_Try it_. From the entries below, reproduce exactly the line containing "Face, _options: PlaceOptions)", the line containing "pub mod damage;", and every line in between, with nothing added.

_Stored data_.
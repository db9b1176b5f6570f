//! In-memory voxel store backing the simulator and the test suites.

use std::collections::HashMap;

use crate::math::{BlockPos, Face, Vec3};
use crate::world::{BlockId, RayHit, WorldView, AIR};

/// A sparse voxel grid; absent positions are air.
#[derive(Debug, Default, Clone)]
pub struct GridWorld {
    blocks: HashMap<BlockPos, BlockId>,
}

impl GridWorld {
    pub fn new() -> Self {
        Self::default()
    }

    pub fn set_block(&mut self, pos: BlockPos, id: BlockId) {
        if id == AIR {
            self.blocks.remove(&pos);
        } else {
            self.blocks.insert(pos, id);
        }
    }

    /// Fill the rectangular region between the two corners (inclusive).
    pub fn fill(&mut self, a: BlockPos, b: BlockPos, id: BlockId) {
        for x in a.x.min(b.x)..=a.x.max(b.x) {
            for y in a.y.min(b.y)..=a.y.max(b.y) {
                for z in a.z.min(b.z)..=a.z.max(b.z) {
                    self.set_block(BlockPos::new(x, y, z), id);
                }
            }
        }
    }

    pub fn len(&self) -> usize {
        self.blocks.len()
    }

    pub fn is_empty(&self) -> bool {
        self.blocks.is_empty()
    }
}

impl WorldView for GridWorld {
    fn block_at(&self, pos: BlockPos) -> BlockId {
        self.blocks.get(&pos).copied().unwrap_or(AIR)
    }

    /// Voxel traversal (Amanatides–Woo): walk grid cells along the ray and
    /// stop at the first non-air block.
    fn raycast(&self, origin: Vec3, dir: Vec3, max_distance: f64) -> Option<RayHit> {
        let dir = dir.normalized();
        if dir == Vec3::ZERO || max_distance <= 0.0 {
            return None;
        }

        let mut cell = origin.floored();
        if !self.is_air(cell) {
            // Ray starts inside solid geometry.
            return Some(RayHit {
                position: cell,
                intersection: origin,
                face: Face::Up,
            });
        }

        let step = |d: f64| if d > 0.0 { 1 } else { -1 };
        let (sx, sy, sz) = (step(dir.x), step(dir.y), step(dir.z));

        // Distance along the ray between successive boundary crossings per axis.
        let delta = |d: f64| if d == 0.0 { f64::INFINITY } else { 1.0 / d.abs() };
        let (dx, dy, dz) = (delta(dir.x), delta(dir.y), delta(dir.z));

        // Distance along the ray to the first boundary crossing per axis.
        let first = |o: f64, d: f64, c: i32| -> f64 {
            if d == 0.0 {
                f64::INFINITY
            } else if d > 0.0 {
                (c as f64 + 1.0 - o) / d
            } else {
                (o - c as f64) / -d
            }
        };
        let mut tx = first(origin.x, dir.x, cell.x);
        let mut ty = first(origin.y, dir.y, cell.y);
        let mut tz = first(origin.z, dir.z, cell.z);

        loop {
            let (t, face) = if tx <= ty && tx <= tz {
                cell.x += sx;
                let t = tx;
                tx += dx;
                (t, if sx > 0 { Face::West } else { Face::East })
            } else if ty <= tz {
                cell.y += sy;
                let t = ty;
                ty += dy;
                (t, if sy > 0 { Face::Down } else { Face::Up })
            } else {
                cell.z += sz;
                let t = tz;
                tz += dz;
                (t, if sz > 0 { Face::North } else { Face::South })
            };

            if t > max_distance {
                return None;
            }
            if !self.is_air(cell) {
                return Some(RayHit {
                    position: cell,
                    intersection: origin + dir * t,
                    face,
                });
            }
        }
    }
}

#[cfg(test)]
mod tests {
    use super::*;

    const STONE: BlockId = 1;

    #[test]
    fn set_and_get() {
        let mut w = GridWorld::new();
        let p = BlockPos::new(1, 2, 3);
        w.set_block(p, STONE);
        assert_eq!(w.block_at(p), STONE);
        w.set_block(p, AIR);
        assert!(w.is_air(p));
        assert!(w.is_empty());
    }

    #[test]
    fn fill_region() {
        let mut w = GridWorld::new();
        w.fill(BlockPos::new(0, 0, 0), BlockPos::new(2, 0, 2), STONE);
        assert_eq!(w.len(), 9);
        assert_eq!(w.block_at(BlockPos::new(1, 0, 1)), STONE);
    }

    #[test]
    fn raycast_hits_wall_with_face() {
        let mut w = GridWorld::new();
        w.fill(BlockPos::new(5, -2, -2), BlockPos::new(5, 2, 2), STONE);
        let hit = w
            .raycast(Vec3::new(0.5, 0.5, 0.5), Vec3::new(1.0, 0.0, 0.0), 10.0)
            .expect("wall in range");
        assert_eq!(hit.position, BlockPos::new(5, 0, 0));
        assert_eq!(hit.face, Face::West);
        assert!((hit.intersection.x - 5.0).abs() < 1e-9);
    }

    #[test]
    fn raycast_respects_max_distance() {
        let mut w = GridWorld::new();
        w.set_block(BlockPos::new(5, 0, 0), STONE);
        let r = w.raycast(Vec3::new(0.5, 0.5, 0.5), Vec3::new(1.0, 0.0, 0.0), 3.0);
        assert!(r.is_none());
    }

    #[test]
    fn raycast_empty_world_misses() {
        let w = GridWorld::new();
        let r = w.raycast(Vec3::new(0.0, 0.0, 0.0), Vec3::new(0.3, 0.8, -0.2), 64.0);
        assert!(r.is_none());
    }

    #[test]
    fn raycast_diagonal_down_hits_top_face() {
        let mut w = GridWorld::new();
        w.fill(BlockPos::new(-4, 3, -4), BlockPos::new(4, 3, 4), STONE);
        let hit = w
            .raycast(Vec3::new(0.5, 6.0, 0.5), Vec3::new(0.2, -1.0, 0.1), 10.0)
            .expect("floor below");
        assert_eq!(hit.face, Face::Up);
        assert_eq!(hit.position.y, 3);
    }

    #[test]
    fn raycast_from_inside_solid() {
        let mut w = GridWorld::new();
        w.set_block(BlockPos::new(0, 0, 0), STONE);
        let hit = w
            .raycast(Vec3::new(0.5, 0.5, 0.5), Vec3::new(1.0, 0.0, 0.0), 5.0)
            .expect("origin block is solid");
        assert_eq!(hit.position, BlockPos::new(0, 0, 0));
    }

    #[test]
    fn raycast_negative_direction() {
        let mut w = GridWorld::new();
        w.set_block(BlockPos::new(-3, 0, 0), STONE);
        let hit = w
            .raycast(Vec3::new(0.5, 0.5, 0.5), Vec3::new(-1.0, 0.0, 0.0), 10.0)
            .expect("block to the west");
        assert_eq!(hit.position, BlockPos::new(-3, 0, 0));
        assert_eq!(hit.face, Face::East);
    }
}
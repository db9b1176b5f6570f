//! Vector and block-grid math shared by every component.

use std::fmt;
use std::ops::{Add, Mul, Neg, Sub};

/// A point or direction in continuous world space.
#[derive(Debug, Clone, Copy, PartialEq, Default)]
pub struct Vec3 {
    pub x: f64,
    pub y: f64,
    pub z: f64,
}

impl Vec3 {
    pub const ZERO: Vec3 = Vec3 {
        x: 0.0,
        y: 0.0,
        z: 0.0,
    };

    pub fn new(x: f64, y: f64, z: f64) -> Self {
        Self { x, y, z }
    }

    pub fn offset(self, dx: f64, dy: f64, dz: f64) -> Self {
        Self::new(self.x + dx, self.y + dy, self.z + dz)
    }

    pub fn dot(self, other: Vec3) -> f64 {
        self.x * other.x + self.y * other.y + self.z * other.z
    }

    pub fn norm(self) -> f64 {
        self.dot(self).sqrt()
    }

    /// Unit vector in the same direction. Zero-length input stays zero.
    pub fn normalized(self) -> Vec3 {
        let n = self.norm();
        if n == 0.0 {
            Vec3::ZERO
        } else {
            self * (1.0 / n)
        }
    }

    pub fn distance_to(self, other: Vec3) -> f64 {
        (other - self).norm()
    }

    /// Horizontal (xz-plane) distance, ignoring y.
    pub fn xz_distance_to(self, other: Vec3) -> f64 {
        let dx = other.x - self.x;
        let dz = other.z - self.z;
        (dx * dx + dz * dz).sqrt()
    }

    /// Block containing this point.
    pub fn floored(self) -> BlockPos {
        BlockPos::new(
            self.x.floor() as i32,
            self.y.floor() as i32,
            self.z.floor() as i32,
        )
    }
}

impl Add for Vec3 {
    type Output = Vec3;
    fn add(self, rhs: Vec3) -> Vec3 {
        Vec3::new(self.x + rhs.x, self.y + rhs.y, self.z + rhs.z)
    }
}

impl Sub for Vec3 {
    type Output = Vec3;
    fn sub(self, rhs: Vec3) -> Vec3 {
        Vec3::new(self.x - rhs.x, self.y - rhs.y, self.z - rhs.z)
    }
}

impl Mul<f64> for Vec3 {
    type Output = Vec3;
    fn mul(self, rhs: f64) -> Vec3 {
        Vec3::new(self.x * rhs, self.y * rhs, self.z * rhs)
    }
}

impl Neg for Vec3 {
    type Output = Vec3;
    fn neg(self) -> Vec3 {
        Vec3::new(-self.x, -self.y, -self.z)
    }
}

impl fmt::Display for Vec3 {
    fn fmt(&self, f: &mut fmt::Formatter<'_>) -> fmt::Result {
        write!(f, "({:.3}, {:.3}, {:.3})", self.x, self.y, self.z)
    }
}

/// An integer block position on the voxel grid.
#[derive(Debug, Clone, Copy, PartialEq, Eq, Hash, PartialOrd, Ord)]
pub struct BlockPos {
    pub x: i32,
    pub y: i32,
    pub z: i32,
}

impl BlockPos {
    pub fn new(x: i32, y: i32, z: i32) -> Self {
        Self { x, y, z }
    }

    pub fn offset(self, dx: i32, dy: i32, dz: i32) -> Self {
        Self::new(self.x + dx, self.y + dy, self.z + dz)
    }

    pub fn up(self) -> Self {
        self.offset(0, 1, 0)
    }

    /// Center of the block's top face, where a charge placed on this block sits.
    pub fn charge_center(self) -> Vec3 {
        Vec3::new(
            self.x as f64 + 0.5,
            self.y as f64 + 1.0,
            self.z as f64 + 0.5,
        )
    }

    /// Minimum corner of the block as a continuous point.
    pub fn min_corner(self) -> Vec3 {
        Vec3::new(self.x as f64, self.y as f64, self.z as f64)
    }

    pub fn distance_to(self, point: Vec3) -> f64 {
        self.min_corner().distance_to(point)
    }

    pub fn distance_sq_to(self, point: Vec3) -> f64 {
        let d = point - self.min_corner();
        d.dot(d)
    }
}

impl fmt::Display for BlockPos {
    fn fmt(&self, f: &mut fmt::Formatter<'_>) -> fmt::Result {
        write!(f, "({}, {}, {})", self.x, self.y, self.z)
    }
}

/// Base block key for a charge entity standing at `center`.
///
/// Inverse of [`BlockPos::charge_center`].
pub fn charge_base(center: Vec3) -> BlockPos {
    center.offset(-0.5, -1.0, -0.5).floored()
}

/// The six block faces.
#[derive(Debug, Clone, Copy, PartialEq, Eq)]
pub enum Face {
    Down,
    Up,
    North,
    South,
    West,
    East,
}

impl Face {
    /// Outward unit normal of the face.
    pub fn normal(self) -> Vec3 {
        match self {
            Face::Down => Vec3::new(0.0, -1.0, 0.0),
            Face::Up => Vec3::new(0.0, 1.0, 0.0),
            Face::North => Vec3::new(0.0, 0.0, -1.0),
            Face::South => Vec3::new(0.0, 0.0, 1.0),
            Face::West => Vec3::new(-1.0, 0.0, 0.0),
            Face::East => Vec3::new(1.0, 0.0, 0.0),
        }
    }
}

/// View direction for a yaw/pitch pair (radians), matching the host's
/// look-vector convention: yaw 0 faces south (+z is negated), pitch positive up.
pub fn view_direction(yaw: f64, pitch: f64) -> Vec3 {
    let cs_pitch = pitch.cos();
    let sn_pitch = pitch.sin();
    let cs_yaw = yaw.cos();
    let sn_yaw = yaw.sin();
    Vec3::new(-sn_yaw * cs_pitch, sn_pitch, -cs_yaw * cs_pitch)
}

--

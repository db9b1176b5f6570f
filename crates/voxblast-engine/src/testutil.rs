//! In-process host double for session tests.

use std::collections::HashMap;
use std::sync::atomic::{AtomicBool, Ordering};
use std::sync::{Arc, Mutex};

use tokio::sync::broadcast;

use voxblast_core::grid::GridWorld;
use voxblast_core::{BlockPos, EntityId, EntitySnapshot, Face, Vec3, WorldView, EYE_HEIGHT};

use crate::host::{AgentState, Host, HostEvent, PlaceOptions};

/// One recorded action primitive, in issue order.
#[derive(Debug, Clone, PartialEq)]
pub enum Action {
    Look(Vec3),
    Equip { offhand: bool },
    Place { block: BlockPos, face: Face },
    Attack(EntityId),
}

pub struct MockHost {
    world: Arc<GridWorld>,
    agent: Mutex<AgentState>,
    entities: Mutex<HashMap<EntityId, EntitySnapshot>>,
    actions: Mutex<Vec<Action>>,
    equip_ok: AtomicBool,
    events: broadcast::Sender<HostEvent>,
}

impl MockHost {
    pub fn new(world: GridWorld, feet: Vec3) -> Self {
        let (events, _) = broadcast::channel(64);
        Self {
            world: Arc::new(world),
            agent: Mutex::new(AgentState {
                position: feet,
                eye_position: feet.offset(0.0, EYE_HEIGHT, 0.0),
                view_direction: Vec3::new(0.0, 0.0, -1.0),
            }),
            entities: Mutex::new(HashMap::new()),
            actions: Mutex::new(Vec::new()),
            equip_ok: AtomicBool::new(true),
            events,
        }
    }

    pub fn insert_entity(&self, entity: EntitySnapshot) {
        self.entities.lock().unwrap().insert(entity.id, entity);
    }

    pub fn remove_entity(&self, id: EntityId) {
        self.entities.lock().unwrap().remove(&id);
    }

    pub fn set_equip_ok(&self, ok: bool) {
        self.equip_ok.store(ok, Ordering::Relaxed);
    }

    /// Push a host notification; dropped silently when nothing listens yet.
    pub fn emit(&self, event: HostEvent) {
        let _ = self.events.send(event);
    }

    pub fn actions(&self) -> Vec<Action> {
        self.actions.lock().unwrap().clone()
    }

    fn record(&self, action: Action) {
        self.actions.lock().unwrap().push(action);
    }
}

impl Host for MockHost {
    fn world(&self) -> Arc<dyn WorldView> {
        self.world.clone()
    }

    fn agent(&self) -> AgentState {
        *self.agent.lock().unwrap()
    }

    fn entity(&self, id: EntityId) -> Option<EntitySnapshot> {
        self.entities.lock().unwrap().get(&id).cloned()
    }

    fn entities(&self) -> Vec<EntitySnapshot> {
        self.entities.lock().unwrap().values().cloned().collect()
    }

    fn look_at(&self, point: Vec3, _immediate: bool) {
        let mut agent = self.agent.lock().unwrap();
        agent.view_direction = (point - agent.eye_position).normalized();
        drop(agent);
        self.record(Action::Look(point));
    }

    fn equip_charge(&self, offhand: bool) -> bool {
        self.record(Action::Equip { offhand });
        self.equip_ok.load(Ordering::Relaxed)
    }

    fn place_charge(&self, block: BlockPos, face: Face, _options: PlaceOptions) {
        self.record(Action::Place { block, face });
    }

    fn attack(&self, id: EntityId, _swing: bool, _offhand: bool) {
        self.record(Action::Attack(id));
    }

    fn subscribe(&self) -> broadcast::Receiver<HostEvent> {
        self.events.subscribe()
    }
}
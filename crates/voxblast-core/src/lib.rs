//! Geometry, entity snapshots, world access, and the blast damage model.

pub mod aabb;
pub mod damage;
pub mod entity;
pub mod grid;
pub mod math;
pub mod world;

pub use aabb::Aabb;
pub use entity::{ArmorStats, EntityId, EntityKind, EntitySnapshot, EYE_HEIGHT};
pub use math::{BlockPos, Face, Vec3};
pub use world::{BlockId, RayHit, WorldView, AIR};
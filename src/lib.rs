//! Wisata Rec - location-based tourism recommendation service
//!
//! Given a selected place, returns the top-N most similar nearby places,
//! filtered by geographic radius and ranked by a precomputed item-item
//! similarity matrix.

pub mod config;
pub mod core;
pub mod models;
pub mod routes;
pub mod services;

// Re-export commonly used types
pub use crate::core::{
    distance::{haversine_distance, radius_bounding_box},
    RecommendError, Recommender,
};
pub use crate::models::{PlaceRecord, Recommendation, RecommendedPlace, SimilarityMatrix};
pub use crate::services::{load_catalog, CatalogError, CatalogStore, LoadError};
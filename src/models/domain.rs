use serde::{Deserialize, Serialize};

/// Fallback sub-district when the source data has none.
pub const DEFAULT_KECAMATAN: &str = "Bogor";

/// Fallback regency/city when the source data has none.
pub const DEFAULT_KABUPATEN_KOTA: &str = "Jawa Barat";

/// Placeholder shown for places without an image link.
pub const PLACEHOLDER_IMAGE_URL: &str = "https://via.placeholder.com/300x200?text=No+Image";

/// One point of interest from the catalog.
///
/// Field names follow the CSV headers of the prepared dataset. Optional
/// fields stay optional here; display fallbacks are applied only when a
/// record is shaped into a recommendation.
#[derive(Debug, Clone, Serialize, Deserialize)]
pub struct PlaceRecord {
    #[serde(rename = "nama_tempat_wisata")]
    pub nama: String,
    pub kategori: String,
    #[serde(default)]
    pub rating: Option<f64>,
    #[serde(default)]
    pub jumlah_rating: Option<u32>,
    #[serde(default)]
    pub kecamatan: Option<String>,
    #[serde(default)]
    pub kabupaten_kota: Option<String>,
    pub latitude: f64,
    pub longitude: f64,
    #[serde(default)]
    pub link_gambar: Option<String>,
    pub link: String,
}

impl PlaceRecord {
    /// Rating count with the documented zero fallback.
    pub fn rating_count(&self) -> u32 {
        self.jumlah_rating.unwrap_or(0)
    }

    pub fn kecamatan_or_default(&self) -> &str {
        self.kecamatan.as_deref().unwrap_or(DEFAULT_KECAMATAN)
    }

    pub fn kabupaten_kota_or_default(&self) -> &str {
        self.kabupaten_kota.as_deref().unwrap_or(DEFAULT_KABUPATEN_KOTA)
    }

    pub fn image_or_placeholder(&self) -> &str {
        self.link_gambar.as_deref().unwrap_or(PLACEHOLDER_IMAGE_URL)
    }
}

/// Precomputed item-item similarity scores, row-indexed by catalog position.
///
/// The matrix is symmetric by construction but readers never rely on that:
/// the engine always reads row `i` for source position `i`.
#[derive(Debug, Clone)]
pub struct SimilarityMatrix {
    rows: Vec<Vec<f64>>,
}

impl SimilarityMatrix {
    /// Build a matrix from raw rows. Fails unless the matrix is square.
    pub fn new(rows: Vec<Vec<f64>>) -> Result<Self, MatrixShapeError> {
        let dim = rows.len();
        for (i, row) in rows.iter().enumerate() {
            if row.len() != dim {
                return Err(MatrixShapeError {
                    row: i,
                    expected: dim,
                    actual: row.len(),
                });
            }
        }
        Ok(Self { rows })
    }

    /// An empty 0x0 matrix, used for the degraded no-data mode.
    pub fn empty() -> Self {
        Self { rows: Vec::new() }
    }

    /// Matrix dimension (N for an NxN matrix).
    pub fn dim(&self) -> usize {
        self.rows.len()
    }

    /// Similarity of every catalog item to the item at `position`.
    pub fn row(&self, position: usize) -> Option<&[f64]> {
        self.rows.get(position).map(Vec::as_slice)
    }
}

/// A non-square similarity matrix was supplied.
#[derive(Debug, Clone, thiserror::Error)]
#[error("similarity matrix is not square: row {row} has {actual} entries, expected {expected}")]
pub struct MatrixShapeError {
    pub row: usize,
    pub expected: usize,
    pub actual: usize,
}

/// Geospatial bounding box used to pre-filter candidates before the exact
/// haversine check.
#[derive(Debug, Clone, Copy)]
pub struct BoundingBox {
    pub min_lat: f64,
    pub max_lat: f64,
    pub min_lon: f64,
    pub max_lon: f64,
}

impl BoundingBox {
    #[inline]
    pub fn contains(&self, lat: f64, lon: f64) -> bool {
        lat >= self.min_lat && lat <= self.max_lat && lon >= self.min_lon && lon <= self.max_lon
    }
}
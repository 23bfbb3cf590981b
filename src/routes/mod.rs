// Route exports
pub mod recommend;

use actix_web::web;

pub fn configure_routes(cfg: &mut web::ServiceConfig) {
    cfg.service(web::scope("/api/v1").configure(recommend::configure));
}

_Output of the exercise_.
    fn place_charge(&self, block: BlockPos, face: Face, _options: PlaceOptions) {
        self.record(Action::Place { block, face });
    }

    fn attack(&self, id: EntityId, _swing: bool, _offhand: bool) {
        self.record(Action::Attack(id));
    }

    fn subscribe(&self) -> broadcast::Receiver<HostEvent> {
        self.events.subscribe()
    }
}
filename crates/voxblast-core/src/lib.rs
//! Geometry, entity snapshots, world access, and the blast damage model.

pub mod aabb;
pub mod damage;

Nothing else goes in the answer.